== Given entries

use std::path::Path;

use mupdf::pixmap::ImageFormat;
use mupdf::{Colorspace, Document, Matrix, TextPageFlags};

use pidtag_core::{
    BackendError, BoundingBox, DocumentBackend, PageImage, PageSource, Rotation, Word,
};

/// MuPDF-based implementation of [`DocumentBackend`].
///
/// This crate is the sole AGPL island. It isolates the mupdf dependency
/// (AGPL-3.0) so that non-PDF code paths do not transitively depend on it.
#[derive(Debug, Default)]
pub struct MupdfBackend;

/// Max gap between glyphs of one word, as a multiple of glyph height.
/// Drawings often place separate labels on one text line without a
/// space character between them.
const GLYPH_GAP: f32 = 0.8;

impl MupdfBackend {
    pub fn new() -> Self {
        Self
    }
}

impl DocumentBackend for MupdfBackend {
    fn open(&self, path: &Path) -> Result<Box<dyn PageSource>, BackendError> {
        let path_str = path
            .to_str()
            .ok_or_else(|| BackendError::OpenError("invalid path encoding".into()))?;
        if !path.exists() {
            return Err(BackendError::OpenError(format!(
                "{}: no such file",
                path.display()
            )));
        }

        let document =
            Document::open(path_str).map_err(|e| BackendError::OpenError(e.to_string()))?;
        if document
            .needs_password()
            .map_err(|e| BackendError::OpenError(e.to_string()))?
        {
            return Err(BackendError::Encrypted);
        }
        let page_count = document
            .page_count()
            .map_err(|e| BackendError::OpenError(e.to_string()))?;

        Ok(Box::new(MupdfDocument {
            document,
            page_count: usize::try_from(page_count).unwrap_or(0),
        }))
    }
}

struct MupdfDocument {
    document: Document,
    page_count: usize,
}

impl MupdfDocument {
    fn load(&self, page: usize) -> Result<mupdf::Page, BackendError> {
        if page >= self.page_count {
            return Err(BackendError::PageOutOfRange(page));
        }
        let index = i32::try_from(page).map_err(|_| BackendError::PageOutOfRange(page))?;
        self.document
            .load_page(index)
            .map_err(|e| BackendError::ExtractionError(e.to_string()))
    }
}

impl PageSource for MupdfDocument {
    fn page_count(&self) -> usize {
        self.page_count
    }

    fn page_bounds(&self, page: usize) -> Result<BoundingBox, BackendError> {
        let bounds = self
            .load(page)?
            .bounds()
            .map_err(|e| BackendError::ExtractionError(e.to_string()))?;
        Ok(BoundingBox::new(bounds.x0, bounds.y0, bounds.x1, bounds.y1))
    }

    fn native_words(&self, page: usize) -> Result<Vec<Word>, BackendError> {
        let text_page = self
            .load(page)?
            .to_text_page(TextPageFlags::empty())
            .map_err(|e| BackendError::ExtractionError(e.to_string()))?;

        let mut words = Vec::new();
        let mut line_no = 0u32;
        for block in text_page.blocks() {
            for line in block.lines() {
                let glyphs: Vec<Glyph> = line
                    .chars()
                    .map(|c| {
                        let q = c.quad();
                        Glyph {
                            ch: c.char().unwrap_or('\u{FFFD}'),
                            bbox: BoundingBox::new(
                                q.ul.x.min(q.ll.x).min(q.ur.x).min(q.lr.x),
                                q.ul.y.min(q.ll.y).min(q.ur.y).min(q.lr.y),
                                q.ul.x.max(q.ll.x).max(q.ur.x).max(q.lr.x),
                                q.ul.y.max(q.ll.y).max(q.ur.y).max(q.lr.y),
                            ),
                            rotation: Rotation::from_direction(q.lr.x - q.ll.x, q.lr.y - q.ll.y),
                        }
                    })
                    .collect();
                words.extend(group_words(&glyphs, line_no, GLYPH_GAP));
                line_no += 1;
            }
        }
        tracing::trace!(page, words = words.len(), "native words");
        Ok(words)
    }

    fn rasterize(&self, page: usize, scale: f32) -> Result<PageImage, BackendError> {
        let loaded = self.load(page)?;
        let bounds = loaded
            .bounds()
            .map_err(|e| BackendError::RenderError(e.to_string()))?;
        let pixmap = loaded
            .to_pixmap(
                &Matrix::new_scale(scale, scale),
                &Colorspace::device_rgb(),
                false,
                true,
            )
            .map_err(|e| BackendError::RenderError(e.to_string()))?;

        let temp = tempfile::Builder::new()
            .prefix("pidtag-page-")
            .suffix(".png")
            .tempfile()?
            .into_temp_path();
        let temp_str = temp
            .to_str()
            .ok_or_else(|| BackendError::RenderError("invalid temp path encoding".into()))?;
        pixmap
            .save_as(temp_str, ImageFormat::PNG)
            .map_err(|e| BackendError::RenderError(e.to_string()))?;

        tracing::debug!(
            page,
            scale,
            width = pixmap.width(),
            height = pixmap.height(),
            "page rasterized"
        );
        Ok(
            PageImage::temporary(temp, pixmap.width(), pixmap.height(), scale)
                .with_origin((bounds.x0, bounds.y0)),
        )
    }
}

/// One character with its page-space box.
#[derive(Debug, Clone, Copy)]
struct Glyph {
    ch: char,
    bbox: BoundingBox,
    rotation: Rotation,
}

fn gap_between(prev: &BoundingBox, next: &BoundingBox, rotation: Rotation) -> f32 {
    match rotation {
        Rotation::Deg0 => next.x0 - prev.x1,
        Rotation::Deg90 => next.y0 - prev.y1,
        Rotation::Deg180 => prev.x0 - next.x1,
        Rotation::Deg270 => prev.y0 - next.y1,
    }
}

fn glyph_height(g: &Glyph) -> f32 {
    if g.rotation.is_vertical() {
        g.bbox.width()
    } else {
        g.bbox.height()
    }
}

/// Split one text line into words on whitespace, rotation changes, and
/// gaps wider than `max_gap` × glyph height.
fn group_words(glyphs: &[Glyph], line: u32, max_gap: f32) -> Vec<Word> {
    let mut words = Vec::new();
    let mut current: Option<(String, BoundingBox, Rotation, Glyph)> = None;

    for g in glyphs {
        if g.ch.is_whitespace() {
            if let Some((text, bbox, rotation, _)) = current.take() {
                words.push(word(text, bbox, rotation, line));
            }
            continue;
        }
        let continues = current.as_ref().is_some_and(|(_, _, rotation, last)| {
            *rotation == g.rotation
                && gap_between(&last.bbox, &g.bbox, g.rotation)
                    <= max_gap * glyph_height(last).max(glyph_height(g))
        });
        if continues {
            if let Some((text, bbox, _, last)) = current.as_mut() {
                text.push(g.ch);
                *bbox = bbox.union(&g.bbox);
                *last = *g;
            }
        } else {
            if let Some((text, bbox, rotation, _)) = current.take() {
                words.push(word(text, bbox, rotation, line));
            }
            current = Some((g.ch.to_string(), g.bbox, g.rotation, *g));
        }
    }
    if let Some((text, bbox, rotation, _)) = current {
        words.push(word(text, bbox, rotation, line));
    }
    words
}

fn word(text: String, bbox: BoundingBox, rotation: Rotation, line: u32) -> Word {
    Word {
        text,
        bbox,
        rotation,
        confidence: None,
        line,
    }
}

====

If a line above contains the word "push", list it.

Exercise result.
                words.push(word(text, bbox, rotation, line));
                text.push(g.ch);
                words.push(word(text, bbox, rotation, line));
        words.push(word(text, bbox, rotation, line));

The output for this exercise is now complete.